Business insurance can be complex, but we’d like to explain it to you in a very straightforward, simple and quick way.

Some businesses may have a few different requirements for insurance. The essentials would be covering your business premises, its contents, public and employers liability. Those are just a few of the essentials to think about. Some businesses may need higher forms of business insurance due to different legal requirements, risk factors and niche businesses.

A full range of policies

Although only employers’ liability insurance is a legal requirement if you have one or more employees, business insurance is integral to creating a stable, safe business. The presence of business insurance can provide the reassurance required to secure contracts and join trade bodies.

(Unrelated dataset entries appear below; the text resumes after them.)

use std::collections::HashMap;

use cucumber::World;
use log::*;
use marketplace_engine::{
    test_utils::prepare_env::{prepare_test_env, random_db_path},
    CatalogApi,
    ConversationApi,
    MarketplaceConfig,
    MarketplaceError,
    OrderFlowApi,
    SqliteDatabase,
};

#[derive(Default, Debug, World)]
pub struct MarketWorld {
    pub system: Option<MarketSystem>,
    /// Users, products, items, orders and conversations, by the names the scenarios give them. Items are named by
    /// their data.
    pub users: HashMap<String, i64>,
    pub products: HashMap<String, i64>,
    pub items: HashMap<String, i64>,
    pub orders: HashMap<String, i64>,
    pub conversations: HashMap<String, i64>,
    pub last_error: Option<MarketplaceError>,
}

#[derive(Debug)]
pub struct MarketSystem {
    pub db_path: String,
    pub db: SqliteDatabase,
    pub catalog: CatalogApi<SqliteDatabase>,
    pub orders: OrderFlowApi<SqliteDatabase>,
    pub conversations: ConversationApi<SqliteDatabase>,
}

impl MarketWorld {
    pub fn system(&self) -> &MarketSystem {
        self.system.as_ref().expect("Marketplace not initialised")
    }

    pub fn user(&self, name: &str) -> i64 {
        *self.users.get(name).unwrap_or_else(|| panic!("No user called {name}"))
    }

    pub fn product(&self, title: &str) -> i64 {
        *self.products.get(title).unwrap_or_else(|| panic!("No product called {title}"))
    }

    pub fn item(&self, data: &str) -> i64 {
        *self.items.get(data).unwrap_or_else(|| panic!("No item with data {data}"))
    }

    pub fn order(&self, label: &str) -> i64 {
        *self.orders.get(label).unwrap_or_else(|| panic!("No order labelled {label}"))
    }

    pub fn conversation(&self, label: &str) -> i64 {
        *self.conversations.get(label).unwrap_or_else(|| panic!("No conversation labelled {label}"))
    }

    /// Keeps the error, if any, for a later `Then` step to inspect.
    pub fn record<T>(&mut self, result: Result<T, MarketplaceError>) -> Option<T> {
        match result {
            Ok(v) => {
                self.last_error = None;
                Some(v)
            },
            Err(e) => {
                debug!("🚀️ Step returned an error: {e}");
                self.last_error = Some(e);
                None
            },
        }
    }
}

impl MarketSystem {
    pub async fn new(config: &MarketplaceConfig) -> Self {
        let db_path = random_db_path();
        let db = prepare_test_env(&db_path).await;
        debug!("🚀️ Created database: {db_path}");
        let catalog = CatalogApi::new(db.clone());
        let orders = OrderFlowApi::from_config(db.clone(), config);
        let conversations = ConversationApi::from_config(db.clone(), config);
        Self { db_path, db, catalog, orders, conversations }
    }
}
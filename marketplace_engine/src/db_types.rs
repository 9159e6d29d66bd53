use std::{collections::BTreeSet, fmt::Display, str::FromStr};

use chrono::{DateTime, Utc};
pub use mkt_common::Price;
use serde::{Deserialize, Serialize};
use sqlx::{FromRow, Type};
use thiserror::Error;

//--------------------------------------         User          ---------------------------------------------------------
#[derive(Debug, Clone, PartialEq, Eq, FromRow, Serialize, Deserialize)]
pub struct User {
    pub id: i64,
    pub username: String,
    pub email: String,
    pub created_at: DateTime<Utc>,
}

#[derive(Debug, Clone)]
pub struct NewUser {
    pub username: String,
    pub email: String,
}

impl NewUser {
    pub fn new<S: Into<String>>(username: S, email: S) -> Self {
        Self { username: username.into(), email: email.into() }
    }
}

//--------------------------------------       Category        ---------------------------------------------------------
#[derive(Debug, Clone, PartialEq, Eq, FromRow, Serialize, Deserialize)]
pub struct Category {
    pub id: i64,
    pub name: String,
    pub created_at: DateTime<Utc>,
}

//--------------------------------------        Product        ---------------------------------------------------------
#[derive(Debug, Clone, PartialEq, Eq, FromRow, Serialize, Deserialize)]
pub struct Product {
    pub id: i64,
    pub seller_id: i64,
    pub title: String,
    pub description: String,
    pub price: Price,
    pub category_id: i64,
    pub is_active: bool,
    pub disposable: bool,
    /// The maximum number of units that can be sold. Zero means unlimited.
    pub max_sales: i64,
    pub sold_count: i64,
    pub created_at: DateTime<Utc>,
    pub updated_at: DateTime<Utc>,
}

impl Product {
    /// A product can be bought if it is active and has not reached its sales cap.
    ///
    /// This is a snapshot check only. Reservations must go through the atomic conditional update in the backend.
    pub fn is_available(&self) -> bool {
        self.is_active && (self.max_sales == 0 || self.sold_count < self.max_sales)
    }

    /// The number of units left to sell, or `None` if sales are unlimited.
    pub fn remaining_stock(&self) -> Option<i64> {
        (self.max_sales > 0).then(|| (self.max_sales - self.sold_count).max(0))
    }
}

#[derive(Debug, Clone, PartialEq, Eq)]
pub struct NewProduct {
    pub title: String,
    pub description: String,
    pub price: Price,
    pub category_id: i64,
    pub disposable: bool,
    pub max_sales: i64,
}

impl NewProduct {
    pub fn new<S: Into<String>>(title: S, price: Price, category_id: i64) -> Self {
        Self { title: title.into(), description: String::default(), price, category_id, disposable: false, max_sales: 0 }
    }

    pub fn with_description<S: Into<String>>(mut self, description: S) -> Self {
        self.description = description.into();
        self
    }

    /// Caps sales at `max_sales` units and marks the product as disposable.
    pub fn with_max_sales(mut self, max_sales: i64) -> Self {
        self.max_sales = max_sales;
        self.disposable = max_sales > 0;
        self
    }
}

/// The fields of a product that a seller may change. Fields left as `None` are untouched.
#[derive(Debug, Clone, Default, PartialEq, Eq, Serialize, Deserialize)]
pub struct ProductUpdate {
    pub title: Option<String>,
    pub description: Option<String>,
    pub price: Option<Price>,
    pub category_id: Option<i64>,
    pub is_active: Option<bool>,
    pub disposable: Option<bool>,
    pub max_sales: Option<i64>,
}

impl ProductUpdate {
    pub fn with_title<S: Into<String>>(mut self, title: S) -> Self {
        self.title = Some(title.into());
        self
    }

    pub fn with_description<S: Into<String>>(mut self, description: S) -> Self {
        self.description = Some(description.into());
        self
    }

    pub fn with_price(mut self, price: Price) -> Self {
        self.price = Some(price);
        self
    }

    pub fn with_category_id(mut self, category_id: i64) -> Self {
        self.category_id = Some(category_id);
        self
    }

    pub fn with_active(mut self, is_active: bool) -> Self {
        self.is_active = Some(is_active);
        self
    }

    pub fn with_disposable(mut self, disposable: bool) -> Self {
        self.disposable = Some(disposable);
        self
    }

    pub fn with_max_sales(mut self, max_sales: i64) -> Self {
        self.max_sales = Some(max_sales);
        self
    }

    pub fn is_empty(&self) -> bool {
        self.title.is_none() &&
            self.description.is_none() &&
            self.price.is_none() &&
            self.category_id.is_none() &&
            self.is_active.is_none() &&
            self.disposable.is_none() &&
            self.max_sales.is_none()
    }
}

//--------------------------------------   OrderStatusType     ---------------------------------------------------------
#[derive(Debug, Clone, Copy, PartialEq, Eq, Hash, PartialOrd, Ord, Type, Serialize, Deserialize)]
#[sqlx(rename_all = "lowercase")]
#[serde(rename_all = "lowercase")]
pub enum OrderStatusType {
    /// The order has been placed, but no inventory has been reserved for it.
    Pending,
    /// The buyer has confirmed the order and a unit of inventory is reserved for it.
    Confirmed,
    /// The order has been processed and delivered.
    Completed,
    /// The order was cancelled by the buyer, or automatically when the product sold out.
    Cancelled,
    /// The order was refunded by an administrator.
    Refunded,
}

impl OrderStatusType {
    /// Every legal edge of the order state machine. No edge leads back to `Pending`.
    pub fn can_transition_to(&self, next: OrderStatusType) -> bool {
        use OrderStatusType::*;
        matches!(
            (self, next),
            (Pending, Confirmed | Completed | Cancelled) |
                (Confirmed, Completed | Cancelled | Refunded) |
                (Completed, Refunded)
        )
    }

    /// True when moving from `self` to `next` takes a unit of stock. Those edges belong to confirmation and processing.
    pub fn reserves_stock(&self, next: OrderStatusType) -> bool {
        matches!(
            (self, next),
            (OrderStatusType::Pending, OrderStatusType::Confirmed | OrderStatusType::Completed)
        )
    }

    /// True when moving from `self` to `next` gives back a unit reserved at confirmation.
    pub fn releases_reservation(&self, next: OrderStatusType) -> bool {
        matches!(
            (self, next),
            (OrderStatusType::Confirmed, OrderStatusType::Cancelled | OrderStatusType::Refunded)
        )
    }

    pub fn as_str(&self) -> &'static str {
        match self {
            OrderStatusType::Pending => "pending",
            OrderStatusType::Confirmed => "confirmed",
            OrderStatusType::Completed => "completed",
            OrderStatusType::Cancelled => "cancelled",
            OrderStatusType::Refunded => "refunded",
        }
    }
}

impl Display for OrderStatusType {
    fn fmt(&self, f: &mut std::fmt::Formatter<'_>) -> std::fmt::Result {
        f.write_str(self.as_str())
    }
}

#[derive(Debug, Clone, Error)]
#[error("Invalid order status: {0}")]
pub struct ConversionError(String);

impl FromStr for OrderStatusType {
    type Err = ConversionError;

    fn from_str(s: &str) -> Result<Self, Self::Err> {
        match s.trim().to_ascii_lowercase().as_str() {
            "pending" => Ok(Self::Pending),
            "confirmed" => Ok(Self::Confirmed),
            "completed" => Ok(Self::Completed),
            "cancelled" | "canceled" => Ok(Self::Cancelled),
            "refunded" => Ok(Self::Refunded),
            _ => Err(ConversionError(s.to_string())),
        }
    }
}

//--------------------------------------         Order         ---------------------------------------------------------
#[derive(Debug, Clone, PartialEq, Eq, FromRow, Serialize, Deserialize)]
pub struct Order {
    pub id: i64,
    pub customer_id: Option<i64>,
    pub product_id: Option<i64>,
    /// The unit of digital goods delivered with this order, if the buyer ordered a specific one.
    pub product_item_id: Option<i64>,
    pub status: OrderStatusType,
    pub created_at: DateTime<Utc>,
    pub updated_at: DateTime<Utc>,
}

impl Order {
    pub fn is_owned_by(&self, customer_id: i64) -> bool {
        self.customer_id == Some(customer_id)
    }
}

#[derive(Debug, Clone, Copy, PartialEq, Eq)]
pub struct NewOrder {
    pub customer_id: Option<i64>,
    pub product_id: Option<i64>,
    pub product_item_id: Option<i64>,
}

impl NewOrder {
    pub fn new(customer_id: i64, product_id: i64) -> Self {
        Self { customer_id: Some(customer_id), product_id: Some(product_id), product_item_id: None }
    }

    pub fn with_product_item(mut self, product_item_id: i64) -> Self {
        self.product_item_id = Some(product_item_id);
        self
    }
}

//--------------------------------------      ProductItem      ---------------------------------------------------------
/// A single deliverable unit of a product, such as a licence key or a download code. Each item is handed out at most
/// once.
#[derive(Debug, Clone, PartialEq, Eq, FromRow, Serialize, Deserialize)]
pub struct ProductItem {
    pub id: i64,
    pub product_id: i64,
    pub data: String,
    pub is_used: bool,
    pub created_at: DateTime<Utc>,
    pub updated_at: DateTime<Utc>,
}

//--------------------------------------     Conversation      ---------------------------------------------------------
#[derive(Debug, Clone, PartialEq, Eq, FromRow, Serialize, Deserialize)]
pub struct Conversation {
    pub id: i64,
    pub product_id: Option<i64>,
    pub created_at: DateTime<Utc>,
    pub updated_at: DateTime<Utc>,
    #[serde(skip)]
    pub deleted_at: Option<DateTime<Utc>>,
}

#[derive(Debug, Clone, PartialEq, Eq)]
pub struct NewConversation {
    pub product_id: Option<i64>,
    /// Distinct user ids, in ascending order.
    pub participants: Vec<i64>,
}

impl NewConversation {
    /// Builds a new conversation request. Repeated user ids are collapsed into one participant.
    pub fn new<I: IntoIterator<Item = i64>>(participants: I) -> Self {
        let participants = participants.into_iter().collect::<BTreeSet<i64>>().into_iter().collect();
        Self { product_id: None, participants }
    }

    pub fn for_product(mut self, product_id: i64) -> Self {
        self.product_id = Some(product_id);
        self
    }
}

//--------------------------------------      Participant      ---------------------------------------------------------
#[derive(Debug, Clone, PartialEq, Eq, FromRow, Serialize, Deserialize)]
pub struct Participant {
    pub conversation_id: i64,
    pub user_id: i64,
    pub created_at: DateTime<Utc>,
}

//--------------------------------------        Message        ---------------------------------------------------------
#[derive(Debug, Clone, PartialEq, Eq, FromRow, Serialize, Deserialize)]
pub struct Message {
    pub id: i64,
    pub conversation_id: i64,
    /// `None` for system messages.
    pub sender_id: Option<i64>,
    pub order_id: Option<i64>,
    pub text: String,
    pub is_system: bool,
    pub created_at: DateTime<Utc>,
    pub updated_at: DateTime<Utc>,
}

#[derive(Debug, Clone, PartialEq, Eq)]
pub struct NewMessage {
    pub conversation_id: i64,
    pub sender_id: Option<i64>,
    pub order_id: Option<i64>,
    pub text: String,
}

impl NewMessage {
    pub fn from_user<S: Into<String>>(conversation_id: i64, sender_id: i64, text: S) -> Self {
        Self { conversation_id, sender_id: Some(sender_id), order_id: None, text: text.into() }
    }

    pub fn system<S: Into<String>>(conversation_id: i64, text: S) -> Self {
        Self { conversation_id, sender_id: None, order_id: None, text: text.into() }
    }

    pub fn with_order_id(mut self, order_id: i64) -> Self {
        self.order_id = Some(order_id);
        self
    }

    pub fn is_system(&self) -> bool {
        self.sender_id.is_none()
    }
}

  • Public liability insurance – protects your business from claims arising from individuals outside of your employment who are injured on your property or as a result of your work.
  • Professional indemnity insurance – provides cover for claims which arise from negligent work or poor advice given to a client.
  • Employers’ liability insurance – a legal requirement for any business with one or more employee. Provides protection against claims arising from your responsibility to ensure the wellbeing of employees.
  • Business Premises Insurance – This form of business insurance protects your commercial premises against elements such as flooding, storm damage, electrical fires etc. Accidental damage can be included in these packages as well.
  • Business Contents Insurance – This isn’t a legal requirement but is definitely advisable to any business that may have expensive contents such as computers and technical equipment.

Note: Business premises insurance is generally paid by the owner of the premises. If you’re renting a business premises you really just need contents insurance.

How is your business insurance calculated? 

Some businesses are going to pay higher rates of business insurance based on the nature of services or products offered. Ones with higher risk to employees or to the public are going to pay more eventually. Here’s a list of some factors that might influence the business insurance premium:

  1. The type of business that is operating
  2. Revenue – more money will mean more risk.
  3. How many employees are under the care of the business and the nature of their work
  4. Claim history – Have you had many claims in the past? If yes. You probably will pay more.
  5. Do you believe in health and safety? If you get your staff trained and pass safety inspections you’ll probably receive a lower premium.

 Summary

The above examples of business insurance are just some areas I’ve researched and found to effect insurance. You should seek advice from a professional insurance broker before you proceed with any business plan. This is just my summary of business insurance and it’s not my field of expertise.